I had forgotten most of the reasons I’d moved to Provincetown by squandering away the core of them over years of menial jobs taken merely to stay afl oat. My idea to settle firmly into the life of a writer had eroded, and the only true bright spot was my relationship with Thomas. Thomas was a sensitive carpenter who brought out the best in me without even trying. He’d come to live with me recently after decades of struggle to find his own center, which often still seemed out of reach and sometimes ambiguous. Overall, we found ease at being together even while navigating our new familiarity. All other aspects of my life were unremarkable and rooted in a daily grind of repetition and fractured aspirations. Now, perhaps, a new door was opening; one that offered a revival of my interests and one that would teach me to think again while stilling my downward-spiraling stagnancy.
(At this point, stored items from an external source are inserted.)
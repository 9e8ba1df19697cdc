use std::fmt::Write;


/// Panics with a readable comparison of the two files. PLY files are usually
/// partly ASCII and partly binary, so the header is printed as text and the
/// rest as hex dump.
pub(crate) fn file_failure(actual: &[u8], expected: &[u8], filename: &str) -> ! {
    let mut msg = String::new();

    writeln!(msg, "===== Expected data ('{}')", filename).unwrap();
    write_data(&mut msg, expected);
    writeln!(msg).unwrap();

    writeln!(msg, "===== Actual data").unwrap();
    write_data(&mut msg, actual);

    panic!("file comparison failed: \n{}", msg);

    fn write_data(msg: &mut String, data: &[u8]) {
        const END: &[u8] = b"end_header\n";

        let split = data.windows(END.len())
            .position(|w| w == END)
            .map(|pos| pos + END.len())
            .unwrap_or(0);
        let (header, payload) = data.split_at(split);

        msg.push_str(&String::from_utf8_lossy(header));
        match std::str::from_utf8(payload) {
            Ok(s) if !payload.contains(&0) => msg.push_str(s),
            _ => {
                for chunk in payload.chunks(32) {
                    for b in chunk {
                        write!(msg, "{:02x} ", b).unwrap();
                    }
                    writeln!(msg).unwrap();
                }
            }
        }
    }
}

/// Compares the given bytes with the content of a file in `src/test_files/`.
macro_rules! assert_eq_file {
    ($actual:expr, $filename:expr) => {
        let actual = $actual as &[u8];
        let expected = include_bytes!(concat!("test_files/", $filename)) as &[u8];
        if actual != expected {
            crate::test_utils::file_failure(actual, expected, $filename);
        }
    };
}

/// Returns a `Cursor` over a file in `src/test_files/`.
macro_rules! include_test_file {
    ($filename:expr) => {{
        let bytes = include_bytes!(concat!("test_files/", $filename)) as &[u8];
        std::io::Cursor::new(bytes)
    }};
}
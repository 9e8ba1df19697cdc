//! Reading PLY files: header parsing, property requests and payload decoding.

use std::{
    fs::File,
    io::{self, BufRead, BufReader, Seek, SeekFrom},
    path::Path,
};

use byteorder::{BigEndian, ByteOrder, LittleEndian, NativeEndian};
use log::{debug, trace, warn};
use smallvec::SmallVec;

use crate::{
    binding::{Binding, ElementLookup, PropKey, PropertyLookup},
    data::{Data, DataArena, DataId},
    error::Error,
    header::{Element, Format, Header, Property},
    parse::{self, Input},
    types::ScalarType,
};


#[derive(Debug, Clone, Copy, PartialEq, Eq)]
enum State {
    Created,
    HeaderParsed,
    DataRead,
}

/// Which of the two traversals of the payload is running.
#[derive(Debug, Clone, Copy, PartialEq, Eq)]
enum Pass {
    /// Only measures how many bytes each data needs and learns list lengths.
    Measure,

    /// Copies values into the allocated datas.
    Store,
}

/// A reader for PLY files that decodes only the requested properties.
///
/// Usage is strictly sequential:
///
/// 1. create the reader with [`Reader::new`] or [`Reader::open`],
/// 2. call [`Reader::parse_header`] and inspect the elements,
/// 3. request properties, each call returning a [`DataId`],
/// 4. call [`Reader::read`] once,
/// 5. access the decoded buffers via [`Reader::data`] or
///    [`Reader::take_data`].
///
/// Requested properties of one call share a single buffer, with their values
/// interleaved per record. That makes it possible to get `x`, `y` and `z` of
/// all vertices as one flat array of triples.
#[derive(Debug)]
pub struct Reader<R> {
    stream: R,
    header: Header,
    datas: DataArena<'static>,
    payload_offset: u64,
    state: State,
}

impl Reader<BufReader<File>> {
    /// Opens the file at the given path. The header is not parsed yet.
    pub fn open(path: impl AsRef<Path>) -> Result<Self, Error> {
        let file = File::open(path)?;
        Ok(Self::new(BufReader::new(file)))
    }
}

impl<R> Reader<R> {
    pub fn new(stream: R) -> Self {
        Self {
            stream,
            header: Header::new(),
            datas: DataArena::new(),
            payload_offset: 0,
            state: State::Created,
        }
    }

    pub fn header(&self) -> &Header {
        &self.header
    }

    pub fn elements(&self) -> &[Element] {
        &self.header.elements
    }

    pub fn comments(&self) -> &[String] {
        &self.header.comments
    }

    pub fn comments_mut(&mut self) -> &mut Vec<String> {
        &mut self.header.comments
    }

    /// The `obj_info` lines of the header.
    pub fn info(&self) -> &[String] {
        &self.header.obj_info
    }

    pub fn is_binary(&self) -> bool {
        self.header.is_binary
    }

    pub fn format(&self) -> Format {
        self.header.format()
    }

    /// Returns the decoded data for the given request. `None` before `read()`
    /// finished or after the data was taken.
    pub fn data(&self, id: DataId) -> Option<&Data<'static>> {
        if self.state != State::DataRead {
            return None;
        }
        self.datas.get(id)
    }

    /// Moves the decoded data for the given request out of the reader.
    pub fn take_data(&mut self, id: DataId) -> Option<Data<'static>> {
        if self.state != State::DataRead {
            return None;
        }
        self.datas.take(id)
    }

    /// Prints a summary of the header to stdout.
    pub fn report_structure(&self) -> Result<(), Error> {
        let stdout = io::stdout();
        let mut lock = stdout.lock();
        self.header.report(&mut lock)?;
        Ok(())
    }

    pub fn into_inner(self) -> R {
        self.stream
    }

    /// Requests properties of the element with the given name. See
    /// [`Reader::request_properties_from_element_at`].
    pub fn request_properties_from_element(
        &mut self,
        element: &str,
        properties: &[&str],
        list_size_hint: u32,
    ) -> Result<DataId, Error> {
        self.check_requests_allowed()?;
        if self.header.elements.is_empty() {
            return Err(Error::invalid_request("header had no elements defined. Malformed file?"));
        }
        if element.is_empty() {
            return Err(Error::invalid_request("element name is empty"));
        }

        let idx = self.header.find_element(element).ok_or_else(|| {
            Error::invalid_request(format!("requested element '{}' not found", element))
        })?;
        self.request_properties_from_element_at(idx, properties, list_size_hint)
    }

    /// Requests that the given properties of the element with index `element`
    /// are decoded into one shared buffer.
    ///
    /// All found properties must have the same scalar type. Names that the
    /// element doesn't have are skipped with a warning. `list_size_hint` is
    /// the expected number of items per record of list properties; if any
    /// request passes a non-zero hint, the payload is read in one pass and all
    /// list requests must pass a hint. Otherwise, the payload is traversed
    /// twice to measure buffer sizes first.
    ///
    /// Fails before touching the stream if the request is empty, contains
    /// no known property, mixes scalar types or requests a property a second
    /// time.
    pub fn request_properties_from_element_at(
        &mut self,
        element: usize,
        properties: &[&str],
        list_size_hint: u32,
    ) -> Result<DataId, Error> {
        self.check_requests_allowed()?;
        let elem = self.header.elements.get(element).ok_or_else(|| {
            Error::invalid_request(format!("element index {} out of range", element))
        })?;
        if properties.is_empty() {
            return Err(Error::invalid_request("list of requested properties is empty"));
        }

        let mut keys = SmallVec::<[PropKey; 4]>::new();
        for &name in properties {
            let prop_idx = match elem.find_property(name) {
                Some(idx) => idx,
                None => {
                    warn!(
                        "requested property '{}' not found in element '{}', ignoring it",
                        name,
                        elem.name,
                    );
                    continue;
                }
            };

            let key = PropKey::new(element, prop_idx);
            if keys.contains(&key) || self.header.bindings.contains(key) {
                return Err(Error::DuplicateRequest {
                    element: elem.name.clone(),
                    property: name.to_string(),
                });
            }
            keys.push(key);
        }

        let first = match keys.first() {
            Some(key) => &elem.properties[key.property],
            None => {
                return Err(Error::invalid_request(format!(
                    "none of the requested properties exist in element '{}'",
                    elem.name,
                )));
            }
        };

        let ty = first.scalar_type;
        if let Some(other) = keys.iter()
            .map(|k| &elem.properties[k.property])
            .find(|p| p.scalar_type != ty)
        {
            return Err(Error::invalid_request(format!(
                "all requested properties must share the scalar type, but '{}' is '{}' and \
                    '{}' is '{}'",
                first.name,
                ty,
                other.name,
                other.scalar_type,
            )));
        }

        let is_list = keys.iter().any(|k| elem.properties[k.property].is_list());
        let mut data = Data::owned(ty, 0);
        data.set_count(elem.size, is_list);
        let id = self.datas.push(data);

        debug!(
            "requested {} properties of '{}' as {} (type {}, list: {}, hint: {})",
            keys.len(),
            elem.name,
            id,
            ty,
            is_list,
            list_size_hint,
        );

        for key in keys {
            self.header.bindings.insert(key, Binding { data: id, list_size_hint });
        }

        Ok(id)
    }

    fn check_requests_allowed(&self) -> Result<(), Error> {
        match self.state {
            State::Created => Err(Error::invalid_request("header was not parsed yet")),
            State::HeaderParsed => Ok(()),
            State::DataRead => Err(Error::invalid_request("data was already read")),
        }
    }
}
impl Header {
    pub fn new() -> Self {
        Self::default()
    }

    pub fn format(&self) -> Format {
        match (self.is_binary, self.is_big_endian) {
            (false, _) => Format::Ascii,
            (true, false) => Format::BinaryLittleEndian,
            (true, true) => Format::BinaryBigEndian,
        }
    }

    pub fn set_format(&mut self, format: Format) {
        self.is_binary = format.is_binary();
        self.is_big_endian = format == Format::BinaryBigEndian;
    }

    pub fn find_element(&self, name: &str) -> Option<usize> {
        self.elements.iter().position(|e| e.name == name)
    }

    pub fn element(&self, name: &str) -> Option<&Element> {
        self.elements.iter().find(|e| e.name == name)
    }

    /// Reads header lines until (and including) `end_header`.
    ///
    /// Returns `Ok(false)` if lines with unknown keywords were encountered.
    /// They are skipped with a warning and everything else is still parsed.
    /// Structural problems are hard errors. The second value is the number of
    /// bytes consumed, i.e. the offset at which the payload starts.
    pub fn parse(&mut self, reader: &mut impl BufRead) -> Result<(bool, u64), Error> {
        let mut success = true;
        let mut consumed = 0u64;
        let mut raw = Vec::new();
        let mut line_no = 0;

        loop {
            raw.clear();
            let n = reader.read_until(b'\n', &mut raw)?;
            if n == 0 {
                return Err(Error::malformed(line_no, "unexpected EOF, no 'end_header' found"));
            }
            consumed += n as u64;
            line_no += 1;

            let line = String::from_utf8_lossy(&raw);
            let line = line.trim_end_matches(&['\n', '\r'][..]);
            let mut tokens = line.split_ascii_whitespace();
            let keyword = match tokens.next() {
                Some(k) => k,
                None => continue,
            };

            match keyword {
                "ply" | "PLY" => {}
                "comment" => self.comments.push(line_text(line, keyword)),
                "obj_info" => self.obj_info.push(line_text(line, keyword)),
                "format" => {
                    let value = tokens.next().unwrap_or("");
                    match Format::from_keyword(value) {
                        Some(format) => self.set_format(format),
                        None => {
                            warn!("unknown PLY format '{}', assuming ascii", value);
                            self.set_format(Format::Ascii);
                        }
                    }
                }
                "element" => {
                    let name = tokens.next()
                        .ok_or_else(|| Error::malformed(line_no, "element without name"))?;
                    let size = tokens.next()
                        .ok_or_else(|| Error::malformed(line_no, "element without count"))?;
                    let size = size.parse::<usize>().map_err(|_| {
                        Error::malformed(line_no, format!("invalid element count '{}'", size))
                    })?;
                    self.elements.push(Element::new(name, size));
                }
                "property" => {
                    let prop = Property::parse(tokens, line_no)?;
                    let elem = self.elements.last_mut().ok_or_else(|| {
                        Error::malformed(line_no, "no elements defined; file is malformed")
                    })?;
                    elem.properties.push(prop);
                }
                "end_header" => break,
                other => {
                    warn!("unexpected header field encountered: '{}' (line {})", other, line_no);
                    success = false;
                }
            }
        }

        Ok((success, consumed))
    }

    /// Writes the complete header including the final `end_header` line.
    /// Numbers never depend on any locale, so decimal separators are always
    /// `.`.
    pub fn write(&self, w: &mut impl Write) -> io::Result<()> {
        writeln!(w, "ply")?;
        writeln!(w, "format {} 1.0", self.format())?;
        for comment in &self.comments {
            writeln!(w, "comment {}", comment)?;
        }
        for info in &self.obj_info {
            writeln!(w, "obj_info {}", info)?;
        }

        for elem in &self.elements {
            writeln!(w, "element {} {}", elem.name, elem.size)?;
            for prop in &elem.properties {
                prop.write(w)?;
            }
        }
        writeln!(w, "end_header")
    }

    /// Writes a human readable summary of the structure.
    pub fn report(&self, w: &mut impl Write) -> io::Result<()> {
        const PREFIX: &str = "\t[ply_header] ";

        let ty = if self.is_binary { "binary" } else { "ascii" };
        writeln!(w, "{}Type: {}", PREFIX, ty)?;
        for c in &self.comments {
            writeln!(w, "{}Comment: {}", PREFIX, c)?;
        }
        for c in &self.obj_info {
            writeln!(w, "{}Info: {}", PREFIX, c)?;
        }
        for e in &self.elements {
            e.report(PREFIX, w)?;
        }
        Ok(())
    }
}

/// The text after `keyword` with one separating space removed.
fn line_text(line: &str, keyword: &str) -> String {
    let rest = line.trim_start();
    let rest = &rest[keyword.len()..];
    let rest = rest.strip_prefix(&[' ', '\t'][..]).unwrap_or(rest);
    rest.to_string()
}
I returned home to tell Thomas about my encounter; he was usually the patient sounding board for my mental meanderings. He was slightly unclear as to exactly who Norman Mailer was, although he was familiar with the name and knew that he lived in Provincetown. Thomas and I were both children of the seventies, and as with almost everyone who came of age in America in that period, the name Norman Mailer was as recognizable to us as the term Watergate or the music of Pink Floyd. I repeated what I knew about The Naked and the Dead, The Executioner’s Song, the countless Playboy articles, and the Marilyn Monroe connection Mailer was weirdly famous for.

“So let me get this right. He’s famous for a book he wrote about World War Two, another about a murderer, and he’s connected somehow to Marilyn Monroe?” Thomas asked.

“Yes.”

“So what does he want to talk to you about?”

“He mentioned a project,” I said. “Other than that, I honestly have no clue.”